*** Data for processing ***
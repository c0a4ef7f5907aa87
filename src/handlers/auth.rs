use actix_web::{web, HttpResponse, Result};

use crate::database::models::{LoginInput, RegisterInput, UpdateUserInput, UserInfo};
use crate::database::repositories::{EmployeeRepository, UserRepository};
use crate::error::AppError;
use crate::handlers::shared::ApiResponse;
use crate::services::Claims;
use crate::AppState;

pub async fn register(
    state: web::Data<AppState>,
    input: web::Json<RegisterInput>,
) -> Result<HttpResponse> {
    let response = state.auth_service.register(input.into_inner()).await?;

    Ok(HttpResponse::Created().json(ApiResponse::success(response)))
}

pub async fn login(
    state: web::Data<AppState>,
    input: web::Json<LoginInput>,
) -> Result<HttpResponse> {
    let response = state.auth_service.login(input.into_inner()).await?;

    Ok(HttpResponse::Ok().json(ApiResponse::success(response)))
}

pub async fn me(claims: Claims, users: web::Data<UserRepository>) -> Result<HttpResponse> {
    let user = users
        .find_by_id(claims.sub)
        .await?
        .ok_or_else(|| AppError::NotFound("User not found".to_string()))?;

    Ok(HttpResponse::Ok().json(ApiResponse::success(UserInfo::from(user))))
}

/// Identity listing for administrative screens.
pub async fn list_users(
    claims: Claims,
    users: web::Data<UserRepository>,
) -> Result<HttpResponse> {
    claims.require_manager_or_hr_admin()?;

    let users: Vec<UserInfo> = users
        .list_users()
        .await?
        .into_iter()
        .map(UserInfo::from)
        .collect();

    Ok(HttpResponse::Ok().json(ApiResponse::success(users)))
}

/// hr_admin: change an identity's role and/or its employee link.
pub async fn update_user(
    claims: Claims,
    users: web::Data<UserRepository>,
    employees: web::Data<EmployeeRepository>,
    path: web::Path<uuid::Uuid>,
    input: web::Json<UpdateUserInput>,
) -> Result<HttpResponse> {
    claims.require_hr_admin()?;

    let user_id = path.into_inner();
    let input = input.into_inner();

    // The link must point at a real directory entry.
    if let Some(employee_id) = input.employee_id {
        employees
            .find_by_id(employee_id)
            .await?
            .ok_or_else(|| AppError::NotFound("Employee not found".to_string()))?;
    }

    let user = users
        .update_role_and_link(user_id, input.role, input.employee_id)
        .await?
        .ok_or_else(|| AppError::NotFound("User not found".to_string()))?;

    Ok(HttpResponse::Ok().json(ApiResponse::success(UserInfo::from(user))))
}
***
Task directions: A verbatim transcription of all the entries above is required.

Answer to this problem:
repository c0a4ef7f5907aa87
filename src/handlers/auth.rs
use actix_web::{web, HttpResponse, Result};

use crate::database::models::{LoginInput, RegisterInput, UpdateUserInput, UserInfo};
use crate::database::repositories::{EmployeeRepository, UserRepository};
use crate::error::AppError;
use crate::handlers::shared::ApiResponse;
use crate::services::Claims;
use crate::AppState;

pub async fn register(
    state: web::Data<AppState>,
    input: web::Json<RegisterInput>,
) -> Result<HttpResponse> {
    let response = state.auth_service.register(input.into_inner()).await?;

    Ok(HttpResponse::Created().json(ApiResponse::success(response)))
}

pub async fn login(
    state: web::Data<AppState>,
    input: web::Json<LoginInput>,
) -> Result<HttpResponse> {
    let response = state.auth_service.login(input.into_inner()).await?;

    Ok(HttpResponse::Ok().json(ApiResponse::success(response)))
}

pub async fn me(claims: Claims, users: web::Data<UserRepository>) -> Result<HttpResponse> {
    let user = users
        .find_by_id(claims.sub)
        .await?
        .ok_or_else(|| AppError::NotFound("User not found".to_string()))?;

    Ok(HttpResponse::Ok().json(ApiResponse::success(UserInfo::from(user))))
}

/// Identity listing for administrative screens.
pub async fn list_users(
    claims: Claims,
    users: web::Data<UserRepository>,
) -> Result<HttpResponse> {
    claims.require_manager_or_hr_admin()?;

    let users: Vec<UserInfo> = users
        .list_users()
        .await?
        .into_iter()
        .map(UserInfo::from)
        .collect();

    Ok(HttpResponse::Ok().json(ApiResponse::success(users)))
}

/// hr_admin: change an identity's role and/or its employee link.
pub async fn update_user(
    claims: Claims,
    users: web::Data<UserRepository>,
    employees: web::Data<EmployeeRepository>,
    path: web::Path<uuid::Uuid>,
    input: web::Json<UpdateUserInput>,
) -> Result<HttpResponse> {
    claims.require_hr_admin()?;

    let user_id = path.into_inner();
    let input = input.into_inner();

    // The link must point at a real directory entry.
    if let Some(employee_id) = input.employee_id {
        employees
            .find_by_id(employee_id)
            .await?
            .ok_or_else(|| AppError::NotFound("Employee not found".to_string()))?;
    }

    let user = users
        .update_role_and_link(user_id, input.role, input.employee_id)
        .await?
        .ok_or_else(|| AppError::NotFound("User not found".to_string()))?;

    Ok(HttpResponse::Ok().json(ApiResponse::success(UserInfo::from(user))))
}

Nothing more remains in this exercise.